In contrast to the traditional method using neurons cultured on coverslips, in which cell density and axonal density have a significant impact on the quality of axonal analysis, our microfluidic chamber-coupled AxonQuant method can be used at different cell densities with the analyses not affected by cellular or axonal density. In traditional neuronal cultures, when the cell density or axonal density is high or uneven, quantitative analysis of axonal morphology is often difficult. Furthermore, because of the small fraction of axons that can be selected for analyses by the traditional culture method and due to the inefficient nature of manual selection and manual analysis of axonal morphology, the traditional method of axonal quantification has been highly labor-intensive and fraught with selection bias as well as subjectivity in assessment.

In summary, our microfluidic chamber culture-coupled AxonQuant algorithm has several advantages over published methods [6–12] for axonal morphological analysis. First, our method allows efficient analyses of a large number of axonal images in a nonbiased objective manner. Second, the AxonQuant algorithm is more reliable and not affected by cell density or axonal density in cultures, in contrast to currently available software such as MetaMorph, which was used in our previous study. Third, our method makes it easy to automatically quantify large numbers of axonal bundles without manual selection of areas of interest, whereas traditional methods such as MetaMorph and ImageJ are useful only with individual axons when they are imaged at densities sufficiently low to allow selection/marking of axonal regions to be quantified. To assess axonal continuity using MetaMorph or ImageJ is extremely time-consuming and often not reliable when axons are present at a high density or overlap each other or form bundles, and it is difficult to decide whether there is axonal breakage or not.

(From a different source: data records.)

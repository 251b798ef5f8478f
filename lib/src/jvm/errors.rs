use super::class_file::{Constant, ConstantPoolOverflow};
use super::code::SynLabel;
use crate::util::Offset;
use std::fmt;

#[derive(Debug)]
pub enum Error {
    ConstantPoolOverflow {
        constant: Constant,
        offset: u16,
    },
    IoError(std::io::Error),

    /// Class file bytes don't follow the format
    MalformedClassFile(String),

    /// A constant pool index points at the wrong sort of constant
    BadConstant {
        index: u16,
        expected: &'static str,
    },
    BadDescriptor(String),

    /// Instruction outside the supported subset (eg. `jsr` or `invokedynamic`)
    UnsupportedOpcode {
        opcode: u8,
        offset: usize,
    },

    /// Constant which cannot be written at the requested class file version
    UnsupportedConstant(Constant),

    /// Member which cannot be written at the requested class file version
    UnsupportedMember(String),

    MethodCodeMaxStackOverflow(Offset),
    MethodCodeMaxLocalsOverflow(Offset),
    MethodCodeOverflow(Offset),

    /// A branch refers to a label that is never placed
    UndefinedLabel(SynLabel),

    /// A label is placed twice
    DuplicateLabel(SynLabel),

    /// Control flow reaches the same point with different stack depths
    InconsistentStackDepth {
        item: usize,
        expected: usize,
        found: usize,
    },

    /// Stack would underflow at the given code item
    StackUnderflow(usize),

    MissingClass(String),
    MissingMember(String),

    /// Instruction edit that doesn't fit the method it is applied to
    InvalidEdit(String),
}

impl From<ConstantPoolOverflow> for Error {
    fn from(overflow: ConstantPoolOverflow) -> Error {
        Error::ConstantPoolOverflow {
            constant: overflow.constant,
            offset: overflow.offset,
        }
    }
}

impl From<std::io::Error> for Error {
    fn from(err: std::io::Error) -> Error {
        Error::IoError(err)
    }
}

impl fmt::Display for Error {
    fn fmt(&self, f: &mut fmt::Formatter<'_>) -> fmt::Result {
        match self {
            Error::ConstantPoolOverflow { constant, offset } => {
                write!(f, "constant pool overflow at {} adding {:?}", offset, constant)
            }
            Error::IoError(err) => write!(f, "I/O error: {}", err),
            Error::MalformedClassFile(msg) => write!(f, "malformed class file: {}", msg),
            Error::BadConstant { index, expected } => {
                write!(f, "constant #{} is not a {}", index, expected)
            }
            Error::BadDescriptor(desc) => write!(f, "bad descriptor `{}`", desc),
            Error::UnsupportedOpcode { opcode, offset } => {
                write!(f, "unsupported opcode 0x{:02x} at offset {}", opcode, offset)
            }
            Error::UnsupportedConstant(constant) => {
                write!(f, "constant {:?} cannot be written at this version", constant)
            }
            Error::UnsupportedMember(member) => {
                write!(f, "{} cannot be written at this version", member)
            }
            Error::MethodCodeMaxStackOverflow(offset) => {
                write!(f, "max stack {} does not fit in a u16", offset.0)
            }
            Error::MethodCodeMaxLocalsOverflow(offset) => {
                write!(f, "max locals {} does not fit in a u16", offset.0)
            }
            Error::MethodCodeOverflow(offset) => {
                write!(f, "method code is too long ({} bytes)", offset.0)
            }
            Error::UndefinedLabel(label) => write!(f, "label {:?} is never placed", label),
            Error::DuplicateLabel(label) => write!(f, "label {:?} is placed twice", label),
            Error::InconsistentStackDepth {
                item,
                expected,
                found,
            } => write!(
                f,
                "stack depth at item {} is {} on one path and {} on another",
                item, expected, found
            ),
            Error::StackUnderflow(item) => write!(f, "stack underflow at item {}", item),
            Error::MissingClass(name) => write!(f, "missing class {}", name),
            Error::MissingMember(name) => write!(f, "missing member {}", name),
            Error::InvalidEdit(msg) => write!(f, "invalid edit: {}", msg),
        }
    }
}
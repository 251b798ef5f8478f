use crate::jvm::class_graph::{ClassGraph, ClassId, JavaLibrary, MethodId};
use crate::jvm::model::{Class, Field, InstructionEdit};
use crate::jvm::{BinaryName, Name};
use crate::weaver::advice::{fallback_order, AdviceAction, AdviceMatch, PrecedenceRules};
use crate::weaver::declarations::{member_location, Aspect, ResolvedAspects};
use crate::weaver::shadow::{find_shadows, Shadow, ShadowKind, ShadowPosition};
use crate::weaver::splice::{Applied, Splicer};
use crate::weaver::state::{Reweave, TypeFingerprint, WeaverState};
use crate::weaver::{sort_by_precedence, Diagnostic, Error, Settings, SourceLocation};
use log::{debug, error, trace, warn};
use std::collections::{BTreeMap, BTreeSet};
use std::fmt;

/// Steps a type goes through while being woven
#[derive(Copy, Clone, PartialEq, Eq, Debug)]
pub enum WeaveStage {
    /// Finding shadows and matching advice against them
    Collecting,

    /// Sorting advice at each shadow by precedence
    Ordering,

    /// Computing and applying edits
    Splicing,
    Done,
}

impl fmt::Display for WeaveStage {
    fn fmt(&self, f: &mut fmt::Formatter<'_>) -> fmt::Result {
        f.write_str(match self {
            WeaveStage::Collecting => "collecting",
            WeaveStage::Ordering => "ordering",
            WeaveStage::Splicing => "splicing",
            WeaveStage::Done => "done",
        })
    }
}

#[derive(Copy, Clone, PartialEq, Eq, Debug)]
pub enum Outcome {
    /// Advice was spliced in
    Woven,

    /// No advice applies anywhere in the type
    Unchanged,

    /// Nothing the type depends on changed since the previous weave, so it was left alone
    UpToDate,

    /// Weaving failed and every change was discarded (see the diagnostics)
    Failed,
}

pub struct WovenType<'g> {
    pub class: Class<'g>,
    pub outcome: Outcome,
}

pub struct WeaveOutput<'g> {
    /// Types in the order they were passed in
    pub types: Vec<WovenType<'g>>,
    pub diagnostics: Vec<Diagnostic>,

    /// State to pass to the next incremental weave
    pub state: WeaverState,
}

The core algorithms, feature extraction and ANN-based feature analyzer of the Axon-Quant can also be used to quantitatively study axons of neurons cultured on regular cover-slips after minor modifications have been made. It should be noted that our algorithm can be used for quantifying axons of neurons cultured in commercially available microfluidic devices such as the ones provided by Xona Microfluidics LLC. In addition, the algorithm can also be used to quantify the specified structural feature of images, such as aggregates or filamentous structures, in a high-throughput manner. When fully utilized, our new method will facilitate large-scale high-throughput screening of genetic factors and pharmacological compounds that alter axonal morphology. Our method should be highly useful for studying neurodegenerative diseases involving axonal damage and for developing therapeutic approaches to such debilitating health problems.